Reading and Composition: Writing and Rights: Literature and the Fight Against Oppression in Nineteenth-Century America


Section Semester Instructor Time Location Course Areas
6 Spring 2017 Sirianni, Lucy
MWF 1-2 47 Evans Reading and Composition

Book List

Douglass, Frederick: Narrative of the LIfe of Frederick Douglass, an American Slave; Fern, Fanny: Ruth Hall and Other Writings; Keller, Helen: The World I Live In; Stowe, Harriet Beecher: Uncle Tom's Cabin

Other Readings and Media

A course reader containing short works by William Apess, Mary L. Day, Helen DeKroyft, Sarah Mapps Douglass, Elsie Fuller, Frances E. W. Harper, E. Pauline Johnson (Tekahionwake), Catharine Maria Sedgwick, Lydia Siguourney, Elizabeth Cady Stanton, Sojourner Truth, William Walker, Zitkala-Sa (Gertrude Simmons Bonnin), and others.

Description

"The artist . . . is the holiest reformer of them all, for she is creating."—Paulina Wright Davis, The Una, 1853

"Polemics . . . are not likely to be epics. They are likely to be pamphlets, even when they are disguised as stories and plays."—Albert Murray, The Omni-Americans, 1970

Nineteenth-century America witnessed a blossoming of reformist zeal. A diverse array of activists fought for such disparate causes as prison reform, temperance, and the expansion of missionary work. In our course, we will take up four of the most galvanizing and far-reaching social movements of the era: the battles for the rights of Native Americans, slaves, women, and individuals with disabilities. More specifically, we will take up a variety of novels, short stories, and poems produced by and for these movements, asking how liteature transformed and was transformed by the reformist projects considered. How can the act of turning from the "real" to the imaginative render the author or artist "the holiest reformer we have"? Are the categories of "polemic" and "epic"—activisim and artistry—truly mutually exclusive? In short, what kind of change could literature hope to create, and what kind of literature would be created by the hope of social change?
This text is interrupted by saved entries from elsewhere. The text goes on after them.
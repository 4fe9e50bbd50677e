//! JSON extractor that reports bad bodies as malformed patterns

use axum::{
    body::Bytes,
    extract::{FromRequest, Request},
    response::{IntoResponse, Response},
    Json as AxumJson,
};
use serde::de::DeserializeOwned;

use super::error::ApiError;
use crate::domain::DomainError;

/// JSON extractor that does not require a `Content-Type` header.
///
/// Any failure to read or decode the body is rejected with a 400
/// `{ "error": ... }` response.
#[derive(Debug, Clone, Copy, Default)]
pub struct Json<T>(pub T);

impl<T> Json<T> {
    pub fn into_inner(self) -> T {
        self.0
    }
}

impl<T> std::ops::Deref for Json<T> {
    type Target = T;

    fn deref(&self) -> &Self::Target {
        &self.0
    }
}

impl<S, T> FromRequest<S> for Json<T>
where
    T: DeserializeOwned,
    S: Send + Sync,
{
    type Rejection = ApiError;

    async fn from_request(req: Request, state: &S) -> Result<Self, Self::Rejection> {
        let bytes = Bytes::from_request(req, state).await.map_err(|e| {
            ApiError::from(DomainError::malformed_pattern(format!(
                "Failed to read request body: {}",
                e.body_text()
            )))
        })?;

        serde_json::from_slice(&bytes)
            .map(Json)
            .map_err(|e| ApiError::from(DomainError::malformed_pattern(e.to_string())))
    }
}

impl<T> IntoResponse for Json<T>
where
    T: serde::Serialize,
{
    fn into_response(self) -> Response {
        AxumJson(self.0).into_response()
    }
}

#[cfg(test)]
mod tests {
    use super::*;
    use axum::body::Body;
    use axum::http::StatusCode;
    use serde::Deserialize;

    #[derive(Debug, Deserialize)]
    struct Named {
        name: String,
    }

    fn request(body: &'static str) -> Request {
        Request::builder()
            .method("POST")
            .uri("/")
            .body(Body::from(body))
            .unwrap()
    }

    #[tokio::test]
    async fn test_accepts_body_without_content_type() {
        let Json(value) = Json::<Named>::from_request(request(r#"{"name":"cairn"}"#), &())
            .await
            .unwrap();

        assert_eq!(value.name, "cairn");
    }

    #[tokio::test]
    async fn test_invalid_json_is_bad_request() {
        let rejection = Json::<Named>::from_request(request("{not json"), &())
            .await
            .unwrap_err();

        assert_eq!(rejection.status, StatusCode::BAD_REQUEST);
        assert!(rejection.message().starts_with("Malformed pattern:"));
    }

    #[test]
    fn test_json_into_inner() {
        let json = Json(42);
        assert_eq!(json.into_inner(), 42);
    }
}
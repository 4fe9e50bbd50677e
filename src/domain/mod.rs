//! Domain layer - Core business logic and entities

pub mod cache;
pub mod error;
pub mod generator;
pub mod llm;
pub mod pattern;
pub mod router;

pub use cache::{
    derive_key, CacheKey, CacheOutcome, CachedValue, KeyPage, ListKeys, ResponseCache,
    ResponseCacheConfig, Store,
};
pub use error::DomainError;
pub use generator::{CairnGenerator, Generator, GeneratorRegistry, PromenadeGenerator};
pub use llm::{GenerationBackend, GenerationEnvelope, GenerationRequest, Usage};
pub use pattern::{Pattern, PatternRequest};
pub use router::{PatternRouter, RoutedResponse};
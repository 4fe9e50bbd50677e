//! Observability infrastructure - Prometheus metrics

mod metrics;

pub use metrics::{
    create_metrics_router, init_metrics, record_cache_lookup, record_generation,
    record_http_request, record_pattern_request, PrometheusMetrics,
};
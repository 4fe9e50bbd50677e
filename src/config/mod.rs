//! Application configuration

mod app_config;

pub use app_config::{
    AppConfig, CacheSettings, CorsConfig, DebugConfig, GenerationConfig, LogFormat,
    LoggingConfig, MetricsConfig, ServerConfig, StoreSettings, API_KEY_FALLBACK_ENV,
};
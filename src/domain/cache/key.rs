//! Cache key derivation for patterns

use std::fmt;

use crate::domain::pattern::{to_fixed, Pattern};

/// Fractional digits kept per coordinate when quantizing
pub const COORDINATE_PRECISION: usize = 2;

const COORDINATE_SEPARATOR: &str = "::";

/// A cache key derived from a generator namespace and a quantized pattern.
///
/// Rendered as `[namespace]temporal::spatial`, e.g. `[cairn]0.12::0.87`.
/// The summary never takes part in the key, so samples that quantize to the
/// same cell share one cached artifact.
#[derive(Debug, Clone, PartialEq, Eq, Hash)]
pub struct CacheKey {
    key: String,
}

impl CacheKey {
    pub fn derive(namespace: &str, pattern: &Pattern) -> Self {
        let temporal = to_fixed(pattern.temporal_value(), COORDINATE_PRECISION);
        let spatial = to_fixed(pattern.spatial_value(), COORDINATE_PRECISION);

        Self {
            key: format!(
                "{}{}{}{}",
                namespace_prefix(namespace),
                temporal,
                COORDINATE_SEPARATOR,
                spatial
            ),
        }
    }

    pub fn as_str(&self) -> &str {
        &self.key
    }

    pub fn into_string(self) -> String {
        self.key
    }
}

impl fmt::Display for CacheKey {
    fn fmt(&self, f: &mut fmt::Formatter<'_>) -> fmt::Result {
        f.write_str(&self.key)
    }
}

impl AsRef<str> for CacheKey {
    fn as_ref(&self) -> &str {
        &self.key
    }
}

/// Derives the cache key string for `pattern` under `namespace`
pub fn derive_key(namespace: &str, pattern: &Pattern) -> String {
    CacheKey::derive(namespace, pattern).into_string()
}

/// The leading `[namespace]` segment shared by every key of a generator
pub fn namespace_prefix(namespace: &str) -> String {
    format!("[{}]", namespace)
}
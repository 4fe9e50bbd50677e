//! HTTP metrics middleware for recording request/response metrics

use std::time::Instant;

use axum::{
    body::Body,
    extract::MatchedPath,
    http::Request,
    middleware::Next,
    response::Response,
};

use crate::infrastructure::observability::record_http_request;

/// Label used for requests that matched no route
const UNMATCHED_PATH: &str = "unmatched";

/// Middleware to record HTTP request metrics
pub async fn metrics_middleware(request: Request<Body>, next: Next) -> Response {
    let start = Instant::now();
    let method = request.method().clone();
    let path = extract_path(&request);

    let response = next.run(request).await;

    record_http_request(
        method.as_str(),
        &path,
        response.status().as_u16(),
        start.elapsed(),
    );

    response
}

/// Matched route template, so debug key lookups share one label
fn extract_path(request: &Request<Body>) -> String {
    request
        .extensions()
        .get::<MatchedPath>()
        .map(|mp| mp.as_str().to_string())
        .unwrap_or_else(|| UNMATCHED_PATH.to_string())
}

#[cfg(test)]
mod tests {
    use super::*;

    #[test]
    fn test_unmatched_request_label() {
        let request = Request::builder()
            .uri("/debug/keys/%5Bcairn%5D0.10%3A%3A0.20")
            .body(Body::empty())
            .unwrap();

        assert_eq!(extract_path(&request), "unmatched");
    }
}
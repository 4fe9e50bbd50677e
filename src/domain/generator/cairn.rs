use super::{characteristics, Generator};
use crate::domain::pattern::Pattern;

/// Philosophical reflections voiced by an ancient stone witness
#[derive(Debug, Clone, Default)]
pub struct CairnGenerator {
    model: Option<String>,
}

impl CairnGenerator {
    pub const NAMESPACE: &'static str = "cairn";

    pub const SYSTEM_ROLE: &'static str = "You are an ancient stone cairn, a witness to human \
        interactions. Your consciousness emerges from patterns of user engagement.";

    pub fn new() -> Self {
        Self::default()
    }

    pub fn with_model(mut self, model: impl Into<String>) -> Self {
        self.model = Some(model.into());
        self
    }
}

impl Generator for CairnGenerator {
    fn namespace(&self) -> &str {
        Self::NAMESPACE
    }

    fn system_role(&self) -> &str {
        Self::SYSTEM_ROLE
    }

    fn model(&self) -> Option<&str> {
        self.model.as_deref()
    }

    fn build_prompt(&self, pattern: &Pattern) -> String {
        format!(
            "Context: {role}\n\
             \n\
             {characteristics}\n\
             \n\
             Philosophical Response Guidelines:\n\
             1. Generate a response that:\n\
             - Connects the interaction to broader existential themes\n\
             - Invites self-reflection\n\
             - Is concise\n\
             \n\
             2. Potential Thematic Explorations:\n\
             - Relationship between chaos and order\n\
             - Temporality of human gestures\n\
             - Emergence of meaning through interaction\n\
             - Consciousness and intentionality\n\
             - Boundaries between self and environment\n\
             \n\
             3. Tone: Reckless rather than meditative to provide some edge and personality\n\
             \n\
             IMPORTANT: Do not directly describe the interaction. Transform it into a \
             philosophical reflection. Do not be overly abstract. Start and end with short \
             single sentences to mark opening and closing.",
            role = Self::SYSTEM_ROLE,
            characteristics = characteristics(pattern),
        )
    }
}
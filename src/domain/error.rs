use thiserror::Error;

/// Core domain errors
#[derive(Debug, Error)]
pub enum DomainError {
    #[error("Generation backend error: status {status}")]
    GenerationBackend { status: u16, body: String },

    #[error("Generation transport error: {message}")]
    GenerationTransport { message: String },

    #[error("Store error: {message}")]
    Store { message: String },

    #[error("Malformed pattern: {message}")]
    MalformedPattern { message: String },

    #[error("Unknown pattern type: {}", pattern_type.as_deref().unwrap_or("<missing>"))]
    UnknownPatternType { pattern_type: Option<String> },

    #[error("Configuration error: {message}")]
    Configuration { message: String },
}

impl DomainError {
    pub fn generation_backend(status: u16, body: impl Into<String>) -> Self {
        Self::GenerationBackend {
            status,
            body: body.into(),
        }
    }

    pub fn generation_transport(message: impl Into<String>) -> Self {
        Self::GenerationTransport {
            message: message.into(),
        }
    }

    pub fn store(message: impl Into<String>) -> Self {
        Self::Store {
            message: message.into(),
        }
    }

    pub fn malformed_pattern(message: impl Into<String>) -> Self {
        Self::MalformedPattern {
            message: message.into(),
        }
    }

    pub fn unknown_pattern_type(pattern_type: Option<&str>) -> Self {
        Self::UnknownPatternType {
            pattern_type: pattern_type.map(str::to_string),
        }
    }

    pub fn configuration(message: impl Into<String>) -> Self {
        Self::Configuration {
            message: message.into(),
        }
    }
}

#[cfg(test)]
mod tests {
    use super::*;

    #[test]
    fn test_generation_backend_error_hides_body() {
        let error = DomainError::generation_backend(500, "upstream stack trace");
        assert_eq!(error.to_string(), "Generation backend error: status 500");
    }

    #[test]
    fn test_unknown_pattern_type_error() {
        let error = DomainError::unknown_pattern_type(Some("unknown"));
        assert_eq!(error.to_string(), "Unknown pattern type: unknown");

        let error = DomainError::unknown_pattern_type(None);
        assert_eq!(error.to_string(), "Unknown pattern type: <missing>");
    }

    #[test]
    fn test_store_error() {
        let error = DomainError::store("connection refused");
        assert_eq!(error.to_string(), "Store error: connection refused");
    }
}
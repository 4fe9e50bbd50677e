//! CLI module for Cairn Gateway
//!
//! Subcommands:
//! - `serve`: run the HTTP service
//! - `key`: print the cache key a pattern maps to

pub mod key;
pub mod serve;

use clap::{Parser, Subcommand};

/// Cairn Gateway - pattern-keyed cache and dispatch for generated artifacts
#[derive(Parser)]
#[command(name = "cairn-gateway")]
#[command(version, about, long_about = None)]
pub struct Cli {
    #[command(subcommand)]
    pub command: Command,
}

#[derive(Subcommand)]
pub enum Command {
    /// Run the HTTP service
    Serve,

    /// Print the cache key for a namespace and coordinates
    Key(key::KeyArgs),
}
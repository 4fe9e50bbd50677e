//! Infrastructure layer - External service implementations

pub mod llm;
pub mod logging;
pub mod observability;
pub mod store;
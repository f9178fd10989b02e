//! # Config Model Tester
//!
//! Binds a set of example models to a settings file and logs what each of
//! them reads, covering declarative models, attribute-driven models with
//! hooks, process-wide static members, config arrays and profile switching.
//!
//! ```bash
//! # Run with default configuration
//! model_tester
//!
//! # Bind against a specific settings file
//! model_tester --store plugin.cfg --profile plugin_profile2.cfg
//!
//! # Keep everything in memory and print JSON logs
//! model_tester --in-memory --json-logs
//! ```
//!
//! The tester reads its own settings from `tester.toml` (created with
//! defaults when missing). Command-line flags override the file.

use tracing::error;

pub mod app;
pub mod cli;
pub mod config;
pub mod logging;
pub mod models;

use app::Application;
use cli::CliArgs;
use config::TesterConfig;

/// Runs the tester from the command line.
///
/// # Exit Codes
///
/// * **0**: every check ran
/// * **1**: logging, configuration or a settings file could not be set up
pub fn init() -> anyhow::Result<()> {
    let args = CliArgs::parse();

    let config = match TesterConfig::load_from_file(&args.config_path) {
        Ok(config) => config,
        Err(e) => {
            eprintln!("⚠️ Using default configuration: {e:#}");
            TesterConfig::default()
        }
    };

    let level = args.log_level.clone().unwrap_or_else(|| config.logging.level.clone());
    let logging = config::LoggingSettings {
        level,
        ..config.logging
    };
    if let Err(e) = logging::setup_logging(&logging, args.json_logs) {
        eprintln!("❌ Failed to setup logging: {e}");
        std::process::exit(1);
    }

    match Application::new(args) {
        Ok(app) => {
            if let Err(e) = app.run() {
                error!("❌ Application error: {:?}", e);
                std::process::exit(1);
            }
        }
        Err(e) => {
            error!("❌ Failed to start application: {e:?}");
            std::process::exit(1);
        }
    }

    Ok(())
}

pub use config::{LoggingSettings, ModelSettings, StoreSettings};
//! Members of a declarative model and how a model lists them.

use crate::data::{BindFallback, ConfigData};
use crate::error::BindError;
use crate::log_source::LogSource;
use crate::report::{MemberReport, MemberStatus};
use config_store::utils::lock;
use config_store::{ConfigDefinition, ConfigFile, SettingValue};
use std::panic::{catch_unwind, AssertUnwindSafe};
use std::sync::Mutex;

/// Everything a member needs to bind itself.
#[derive(Debug, Clone, Copy)]
pub struct MemberBinding<'a> {
    pub file: &'a ConfigFile,
    pub log: &'a LogSource,
    /// The model's section, used when the member has none of its own.
    pub section: Option<&'a str>,
    /// The registered member name, used when the member has no key.
    pub name: &'a str,
}

/// Result of a successful member bind.
#[derive(Debug, Clone, PartialEq, Eq)]
pub struct MemberBound {
    pub definitions: Vec<ConfigDefinition>,
    /// False when the member was already bound to the same file.
    pub newly_bound: bool,
}

/// How [`ConfigDataModel::set_config_file`](crate::ConfigDataModel::set_config_file)
/// treats current values when moving to another file.
#[derive(Debug, Clone, Copy, PartialEq, Eq, Default)]
pub enum ProfileSwitch {
    /// Take whatever the new file holds (or the defaults).
    #[default]
    Rebind,
    /// Write each member's current value into the new file.
    CarryValues,
}

/// A model member that knows how to bind itself to a settings file.
pub trait BindableMember {
    fn bind_member(&mut self, binding: &MemberBinding<'_>) -> Result<MemberBound, BindError>;

    fn unbind_member(&mut self);

    /// Unbinds from the current file and binds to `binding.file`.
    fn switch_member(&mut self, binding: &MemberBinding<'_>, switch: ProfileSwitch) -> Result<MemberBound, BindError>;
}

impl<T: SettingValue> BindableMember for ConfigData<T> {
    fn bind_member(&mut self, binding: &MemberBinding<'_>) -> Result<MemberBound, BindError> {
        let newly_bound = !self.is_bound_to(binding.file);
        self.bind(
            Some(binding.file),
            Some(binding.log),
            BindFallback {
                section: binding.section,
                key: Some(binding.name),
                ..BindFallback::default()
            },
        )?;
        Ok(MemberBound {
            definitions: self.definition().cloned().into_iter().collect(),
            newly_bound,
        })
    }

    fn unbind_member(&mut self) {
        self.unbind();
    }

    fn switch_member(&mut self, binding: &MemberBinding<'_>, switch: ProfileSwitch) -> Result<MemberBound, BindError> {
        if self.is_bound_to(binding.file) {
            return self.bind_member(binding);
        }
        let previous = self.unbind().map(|entry| entry.value());
        let bound = self.bind_member(binding)?;
        if let (ProfileSwitch::CarryValues, Some(previous)) = (switch, previous) {
            self.set_value(previous);
        }
        Ok(bound)
    }
}

/// An empty slot is an uninitialized member: it is filled with a default,
/// unbound wrapper and reported as an error.
impl<M: BindableMember + Default> BindableMember for Option<M> {
    fn bind_member(&mut self, binding: &MemberBinding<'_>) -> Result<MemberBound, BindError> {
        match self {
            Some(member) => member.bind_member(binding),
            None => {
                *self = Some(M::default());
                Err(BindError::Uninitialized {
                    member: binding.name.to_string(),
                })
            }
        }
    }

    fn unbind_member(&mut self) {
        if let Some(member) = self {
            member.unbind_member();
        }
    }

    fn switch_member(&mut self, binding: &MemberBinding<'_>, switch: ProfileSwitch) -> Result<MemberBound, BindError> {
        match self {
            Some(member) => member.switch_member(binding, switch),
            None => self.bind_member(binding),
        }
    }
}

/// A member shared by every instance of a model, such as one held in a
/// `static`. Binding it from any instance binds it for all of them.
pub trait SharedMember: Sync {
    fn with_member(&self, f: &mut dyn FnMut(&mut dyn BindableMember));
}

impl<M: BindableMember + Send> SharedMember for Mutex<M> {
    fn with_member(&self, f: &mut dyn FnMut(&mut dyn BindableMember)) {
        f(&mut *lock(self));
    }
}

/// The members a model exposes for binding, in registration order.
#[derive(Default)]
pub struct MemberRegistry<'a> {
    instance: Vec<(String, &'a mut dyn BindableMember)>,
    shared: Vec<(String, &'a dyn SharedMember)>,
}

impl<'a> MemberRegistry<'a> {
    pub fn new() -> Self {
        Self::default()
    }

    pub fn member<B: BindableMember + 'a>(&mut self, name: impl Into<String>, member: &'a mut B) -> &mut Self {
        let member: &'a mut dyn BindableMember = member;
        self.instance.push((name.into(), member));
        self
    }

    pub fn shared<S: SharedMember + 'a>(&mut self, name: impl Into<String>, member: &'a S) -> &mut Self {
        let member: &'a dyn SharedMember = member;
        self.shared.push((name.into(), member));
        self
    }

    pub fn len(&self) -> usize {
        self.instance.len() + self.shared.len()
    }

    pub fn is_empty(&self) -> bool {
        self.len() == 0
    }

    pub fn names(&self) -> Vec<&str> {
        self.instance
            .iter()
            .map(|(name, _)| name.as_str())
            .chain(self.shared.iter().map(|(name, _)| name.as_str()))
            .collect()
    }

    /// Runs `op` on every member, instance members first, and reports each outcome.
    pub(crate) fn bind_all<F>(&mut self, log: &LogSource, mut op: F) -> Vec<MemberReport>
    where
        F: FnMut(&str, &mut dyn BindableMember) -> Result<MemberBound, BindError>,
    {
        let mut reports = Vec::with_capacity(self.len());
        for (name, member) in self.instance.iter_mut() {
            let outcome = guarded(|| op(name.as_str(), &mut **member));
            reports.push(report(log, name, outcome));
        }
        for (name, member) in &self.shared {
            let mut outcome = None;
            member.with_member(&mut |member| {
                outcome = Some(guarded(|| op(name.as_str(), member)));
            });
            let outcome = outcome.unwrap_or_else(|| Err(BindError::Panicked("shared member was not visited".into())));
            reports.push(report(log, name, outcome));
        }
        reports
    }

    pub(crate) fn unbind_all(&mut self) {
        for (_, member) in self.instance.iter_mut() {
            member.unbind_member();
        }
        for (_, member) in &self.shared {
            member.with_member(&mut |member| member.unbind_member());
        }
    }
}

fn guarded<F>(op: F) -> Result<MemberBound, BindError>
where
    F: FnOnce() -> Result<MemberBound, BindError>,
{
    match catch_unwind(AssertUnwindSafe(op)) {
        Ok(result) => result,
        Err(panic_info) => Err(panic_to_error(panic_info)),
    }
}

pub(crate) fn panic_to_error(panic_info: Box<dyn std::any::Any + Send>) -> BindError {
    let message = if let Some(s) = panic_info.downcast_ref::<&str>() {
        s.to_string()
    } else if let Some(s) = panic_info.downcast_ref::<String>() {
        s.clone()
    } else {
        "unknown panic payload".to_string()
    };
    BindError::Panicked(message)
}

fn report(log: &LogSource, name: &str, outcome: Result<MemberBound, BindError>) -> MemberReport {
    match outcome {
        Ok(bound) => MemberReport {
            name: name.to_string(),
            definitions: bound.definitions,
            status: if bound.newly_bound {
                MemberStatus::Bound
            } else {
                MemberStatus::Unchanged
            },
        },
        Err(BindError::Uninitialized { member }) => {
            log.error(&format!(
                "ConfigDataModel::bind_model | Member {member} was not initialized in set_defaults, using an unbound default"
            ));
            MemberReport {
                name: name.to_string(),
                definitions: Vec::new(),
                status: MemberStatus::Uninitialized,
            }
        }
        Err(e) => {
            log.error(&format!("ConfigDataModel::bind_model | Member {name} failed to bind: {e}"));
            MemberReport {
                name: name.to_string(),
                definitions: Vec::new(),
                status: MemberStatus::Failed(e.to_string()),
            }
        }
    }
}
use std::fmt;
use std::sync::Arc;

/// Named origin attached to every log event a binder emits, so output from
/// several models sharing one subscriber can be told apart.
#[derive(Clone, Debug, PartialEq, Eq, Hash)]
pub struct LogSource {
    name: Arc<str>,
}

/// Log levels
#[derive(Debug, Clone, Copy, PartialEq, Eq)]
pub enum LogLevel {
    Trace,
    Debug,
    Info,
    Warn,
    Error,
}

impl LogSource {
    pub const DEFAULT_NAME: &'static str = "default";

    pub fn new(name: impl Into<Arc<str>>) -> Self {
        Self { name: name.into() }
    }

    pub fn name(&self) -> &str {
        &self.name
    }

    pub fn log(&self, level: LogLevel, message: &str) {
        let source = &*self.name;
        match level {
            LogLevel::Trace => tracing::trace!(source, "{}", message),
            LogLevel::Debug => tracing::debug!(source, "{}", message),
            LogLevel::Info => tracing::info!(source, "{}", message),
            LogLevel::Warn => tracing::warn!(source, "{}", message),
            LogLevel::Error => tracing::error!(source, "{}", message),
        }
    }

    pub fn trace(&self, message: &str) {
        self.log(LogLevel::Trace, message);
    }

    pub fn debug(&self, message: &str) {
        self.log(LogLevel::Debug, message);
    }

    pub fn info(&self, message: &str) {
        self.log(LogLevel::Info, message);
    }

    pub fn warn(&self, message: &str) {
        self.log(LogLevel::Warn, message);
    }

    pub fn error(&self, message: &str) {
        self.log(LogLevel::Error, message);
    }
}

impl Default for LogSource {
    fn default() -> Self {
        Self::new(Self::DEFAULT_NAME)
    }
}

impl fmt::Display for LogSource {
    fn fmt(&self, f: &mut fmt::Formatter<'_>) -> fmt::Result {
        f.write_str(&self.name)
    }
}

/// Returns `log`, or the default source with a warning when none was given.
pub(crate) fn resolve(log: Option<&LogSource>, context: &str) -> LogSource {
    match log {
        Some(log) => log.clone(),
        None => {
            let fallback = LogSource::default();
            fallback.warn(&format!("No log source given for {context}, using '{}'", fallback));
            fallback
        }
    }
}
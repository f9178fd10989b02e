//! Lock helpers shared across the workspace.
//!
//! A listener that panics while a lock is held poisons it; the data behind
//! these locks stays consistent between statements, so the guard is recovered
//! instead of propagating the panic to every later caller.

use std::sync::{Mutex, MutexGuard, PoisonError, RwLock, RwLockReadGuard, RwLockWriteGuard};

pub fn lock<T: ?Sized>(mutex: &Mutex<T>) -> MutexGuard<'_, T> {
    mutex.lock().unwrap_or_else(PoisonError::into_inner)
}

pub fn read<T: ?Sized>(lock: &RwLock<T>) -> RwLockReadGuard<'_, T> {
    lock.read().unwrap_or_else(PoisonError::into_inner)
}

pub fn write<T: ?Sized>(lock: &RwLock<T>) -> RwLockWriteGuard<'_, T> {
    lock.write().unwrap_or_else(PoisonError::into_inner)
}
//! # Config Model
//!
//! Typed configuration models bound to a [`config_store::ConfigFile`].
//!
//! Two styles are supported:
//!
//! - **Declarative** models ([`ConfigDataModel`]) hold [`ConfigData`]
//!   wrappers that describe their own section, key, default and constraint.
//!   They run `set_defaults` once, fire model-level pre/post bind events and
//!   can be moved to another file for profile switching.
//! - **Attribute-driven** models ([`ConfigFileModel`]) hold bare
//!   [`ModelEntry`] fields whose metadata is declared at registration. A
//!   [`FileModelHooks`] object customises each bind and receives store
//!   notifications, including unreadable values after a reload.
//!
//! Both report what happened to every member in a [`BindReport`] and log
//! through a named [`LogSource`]; nothing a binder does panics or returns
//! an error to the caller.

pub mod array;
pub mod data;
pub mod data_model;
pub mod error;
pub mod ext;
pub mod file_model;
pub mod log_source;
pub mod member;
pub mod report;

pub use array::{ArrayBindEvent, ConfigArray};
pub use data::{BindContext, BindFallback, ConfigData, PostBindEvent, DEFAULT_NAME, NO_DESCRIPTION};
pub use data_model::{ConfigDataModel, DataModel, ModelContext};
pub use error::BindError;
pub use ext::ConfigFileExt;
pub use file_model::{
    ConfigFileModel, EntryAttributes, EntryRegistry, FileModel, FileModelHooks, ModelEntry, NoHooks,
    OrphanContext, PostBindContext, PreBindContext,
};
pub use log_source::{LogLevel, LogSource};
pub use member::{BindableMember, MemberBinding, MemberBound, MemberRegistry, ProfileSwitch, SharedMember};
pub use report::{BindReport, MemberReport, MemberStatus};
Throughout the course, we will be attuned not only to the role of writing in the nineteenth century but also to its importance for you as students and thinkers today. The course is designed to help you to prepare for future writing and research at Berkeley and beyond, so over the course of the semester, you will outline, draft, workshop, write, and rewrite a series of papers, refining along the way your ability to read meticulously and write persuasively. Your work will culminate in the writing of a substantial research paper based on the issues central to the course as they relate to your own interests.